Vice-President Joe Biden is described in other emails as exerting heavy pressure to gain approval of a $1.3 billion wind farm project at Shepherd’s Flat, Oregon.

The new emails contradict claims by Obama and others in his administration that all decisions on the $20 billion DOE clean energy loans were made by career executives in the department.

[…][A]n Oct. 30, 2010, email from Jim McCrea, a credit advisor to the energy loan program, to Jonathan Silver, the program’s executive director, described his worries about pressure from the White House to use a “fast-track process” to approve loans.

“I am growing increasingly worried about a fast track process imposed on us at the POTUS [President of the United States] level based on this chaotic process that we are undergoing … by designing the fast track process and having it approved at the POTUS level (which is an absolute waste of his time!) it legitimizes every element and it becomes embedded like the 55% recovery rate which also was imposed by POTUS,” McCrea said.

In another email made public today by the House panel, Silver instructed McCrea to tell a Treasury Department official of White House support for DOE help to Abound Solar.

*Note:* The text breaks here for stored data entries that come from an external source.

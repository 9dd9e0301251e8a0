//! Integration tests for the worker processing endpoint
//!
//! Each test spawns mock collaborators (object store gateway, inference
//! endpoint) on ephemeral ports and drives the real HttpObjectStore and
//! ClassifierClient through the worker router.

use aegis_common::storage::HttpObjectStore;
use aegis_worker::classifier::ClassifierClient;
use aegis_worker::{build_router, AppState};
use axum::{
    body::Body,
    extract::State,
    http::{header, Request, StatusCode},
    response::IntoResponse,
    routing::{get, post},
    Json, Router,
};
use serde_json::{json, Value};
use std::collections::HashMap;
use std::net::SocketAddr;
use std::sync::Arc;
use tower::util::ServiceExt; // for `oneshot` method

const TEST_BUCKET: &str = "test-bucket";

/// Spawn a mock object store gateway serving the given objects under
/// `/{bucket}/{key}`
async fn spawn_mock_store(objects: HashMap<String, Vec<u8>>) -> SocketAddr {
    async fn get_object(
        State(objects): State<Arc<HashMap<String, Vec<u8>>>>,
        axum::extract::Path(key): axum::extract::Path<String>,
    ) -> impl IntoResponse {
        match objects.get(&key) {
            Some(bytes) => (StatusCode::OK, bytes.clone()).into_response(),
            None => (StatusCode::NOT_FOUND, "NoSuchKey").into_response(),
        }
    }

    let app = Router::new()
        .route(&format!("/{TEST_BUCKET}/*key"), get(get_object))
        .with_state(Arc::new(objects));

    let listener = tokio::net::TcpListener::bind("127.0.0.1:0").await.unwrap();
    let addr = listener.local_addr().unwrap();
    tokio::spawn(async move {
        axum::serve(listener, app).await.unwrap();
    });
    addr
}

/// Spawn a mock inference endpoint answering every model path with the
/// given status and body
async fn spawn_mock_classifier(status: StatusCode, body: Value) -> SocketAddr {
    let app = Router::new().route(
        "/models/*model",
        post(move || {
            let body = body.clone();
            async move { (status, Json(body)) }
        }),
    );

    let listener = tokio::net::TcpListener::bind("127.0.0.1:0").await.unwrap();
    let addr = listener.local_addr().unwrap();
    tokio::spawn(async move {
        axum::serve(listener, app).await.unwrap();
    });
    addr
}

/// Build worker state around the mock collaborators; returns the scratch
/// dir guard so tests can assert cleanup
fn test_app_state(
    store_addr: SocketAddr,
    classifier_addr: SocketAddr,
) -> (AppState, tempfile::TempDir) {
    let scratch = tempfile::tempdir().unwrap();
    let state = AppState::new(
        Arc::new(HttpObjectStore::new(
            format!("http://{store_addr}"),
            TEST_BUCKET,
            None,
        )),
        ClassifierClient::new(
            format!("http://{classifier_addr}"),
            "acme/manipulation-detector",
            None,
        ),
        scratch.path().to_path_buf(),
    );
    (state, scratch)
}

fn process_request(object_name: &str, object_key: &str) -> Request<Body> {
    Request::builder()
        .method("POST")
        .uri("/process")
        .header(header::CONTENT_TYPE, "application/json")
        .body(Body::from(
            json!({ "object_name": object_name, "object_key": object_key }).to_string(),
        ))
        .unwrap()
}

async fn extract_json(body: Body) -> Value {
    let bytes = axum::body::to_bytes(body, usize::MAX)
        .await
        .expect("Should read body");
    serde_json::from_slice(&bytes).expect("Should parse JSON")
}

fn scratch_is_empty(dir: &tempfile::TempDir) -> bool {
    std::fs::read_dir(dir.path()).unwrap().next().is_none()
}

// =============================================================================
// Success Flow
// =============================================================================

#[tokio::test]
async fn test_process_returns_verdict() {
    let mut objects = HashMap::new();
    objects.insert("2026-08-07/test.jpg".to_string(), b"fake-image-data".to_vec());
    let store_addr = spawn_mock_store(objects).await;
    let classifier_addr = spawn_mock_classifier(
        StatusCode::OK,
        json!([{"label": "DeepFake", "score": 0.87}, {"label": "Real", "score": 0.13}]),
    )
    .await;

    let (state, scratch) = test_app_state(store_addr, classifier_addr);
    let app = build_router(state);

    let response = app
        .oneshot(process_request("test.jpg", "2026-08-07/test.jpg"))
        .await
        .unwrap();

    assert_eq!(response.status(), StatusCode::OK);
    let body = extract_json(response.into_body()).await;
    assert_eq!(body["model_result"], "Fake");
    assert!((body["confidence"].as_f64().unwrap() - 0.87).abs() < f64::EPSILON);
    assert_eq!(body["source_object"], "test.jpg");
    assert!(body["message"].as_str().unwrap().contains("completed"));

    // The local temporary copy is removed after classification
    assert!(scratch_is_empty(&scratch));
}

// =============================================================================
// Failure Paths
// =============================================================================

#[tokio::test]
async fn test_missing_object_is_upstream_failure() {
    let store_addr = spawn_mock_store(HashMap::new()).await;
    let classifier_addr =
        spawn_mock_classifier(StatusCode::OK, json!([{"label": "Real", "score": 0.9}])).await;

    let (state, _scratch) = test_app_state(store_addr, classifier_addr);
    let app = build_router(state);

    let response = app
        .oneshot(process_request("missing.jpg", "2026-08-07/missing.jpg"))
        .await
        .unwrap();

    // Non-success, distinguishable from a verdict
    assert_eq!(response.status(), StatusCode::BAD_GATEWAY);
    let body = extract_json(response.into_body()).await;
    assert!(body["error"].as_str().unwrap().contains("download"));
}

#[tokio::test]
async fn test_classifier_failure_is_upstream_and_cleans_scratch() {
    let mut objects = HashMap::new();
    objects.insert("2026-08-07/test.jpg".to_string(), b"fake-image-data".to_vec());
    let store_addr = spawn_mock_store(objects).await;
    let classifier_addr = spawn_mock_classifier(
        StatusCode::INTERNAL_SERVER_ERROR,
        json!({"error": "model exploded"}),
    )
    .await;

    let (state, scratch) = test_app_state(store_addr, classifier_addr);
    let app = build_router(state);

    let response = app
        .oneshot(process_request("test.jpg", "2026-08-07/test.jpg"))
        .await
        .unwrap();

    assert_eq!(response.status(), StatusCode::BAD_GATEWAY);
    let body = extract_json(response.into_body()).await;
    assert!(body["error"].as_str().unwrap().contains("classification failed"));

    // Cleanup happens on the failure path too
    assert!(scratch_is_empty(&scratch));
}

#[tokio::test]
async fn test_empty_object_key_is_rejected() {
    let store_addr = spawn_mock_store(HashMap::new()).await;
    let classifier_addr =
        spawn_mock_classifier(StatusCode::OK, json!([{"label": "Real", "score": 0.9}])).await;

    let (state, _scratch) = test_app_state(store_addr, classifier_addr);
    let app = build_router(state);

    let response = app
        .oneshot(process_request("test.jpg", ""))
        .await
        .unwrap();

    assert_eq!(response.status(), StatusCode::BAD_REQUEST);
}

// =============================================================================
// Health
// =============================================================================

#[tokio::test]
async fn test_health_endpoint() {
    let store_addr = spawn_mock_store(HashMap::new()).await;
    let classifier_addr = spawn_mock_classifier(StatusCode::OK, json!([])).await;

    let (state, _scratch) = test_app_state(store_addr, classifier_addr);
    let app = build_router(state);

    let response = app
        .oneshot(
            Request::builder()
                .uri("/health")
                .body(Body::empty())
                .unwrap(),
        )
        .await
        .unwrap();

    assert_eq!(response.status(), StatusCode::OK);
    let body = extract_json(response.into_body()).await;
    assert_eq!(body["status"], "ok");
    assert_eq!(body["module"], "aegis-worker");
}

“You better let him know that WH wants to move Abound forward. Policy will have to wait unless they have a specific policy problem with abound,” Silver said in the June 25, 2010, email.

Abound Solar is a Colorado-based solar panel manufacturer that had used $68 million of a $400 million DOE loan guarantee before filing for bankruptcy earlier this year.

You can a list of most of the green energy failures and the details of their Department of Energy loans here from Heritage Action.

Here’s a snip:

Thanks to analysts at The Heritage Foundation, a list has been compiled of 12 “green” energy companies which received Department of Energy (DOE) loan guarantees but are now bankrupt:

  1. “Abound Solar (Loveland, Colorado), manufacturer of thin film photovoltaic modules.
  2. Beacon Power (Tyngsborough, Massachusetts), designed and developed advanced products and services to support stable, reliable and efficient electricity grid operation.
  3. Ener1 (Indianapolis, Indiana), built compact lithium-ion-powered battery solutions for hybrid and electric cars.
  4. Energy Conversion Devices (Rochester Hills, Michigan/Auburn Hills, Michigan), manufacturer of flexible thin film photovoltaic (PV) technology and a producer of batteries and other renewable energy-related products.
  5. Evergreen Solar, Inc. (Marlborough, Massachusetts), manufactured and installed solar panels.
  6. Mountain Plaza, Inc. (Dandridge, Tennessee), designed and implemented “truck-stop electrification” technology.
  7. Olsen’s Crop Service and Olsens Mills Acquisition Co. (Berlin, Wisconsin), a private company producing ethanol.
  8. Range Fuels (Soperton, Georgia), tried to develop a technology that converted biomass into ethanol without the use of enzymes.
  9. Raser Technologies (Provo, Utah), geothermal power plants and technology licensing.
  10. Solyndra (Fremont, California), manufacturer of cylindrical panels of thin-film solar cells.
  11. Spectrawatt (Hopewell, New York), solar cell manufacturer.
  12. Thompson River Power LLC (Wayzata, Minnesota), designed and developed advanced products and services to support stable, reliable and efficient electricity grid operation.”

This is what the Obama adminstration means by “stimulus” and “shovel-ready” projects. This was their strategy to create jobs by spending taxpayer money and borrowing money from your children.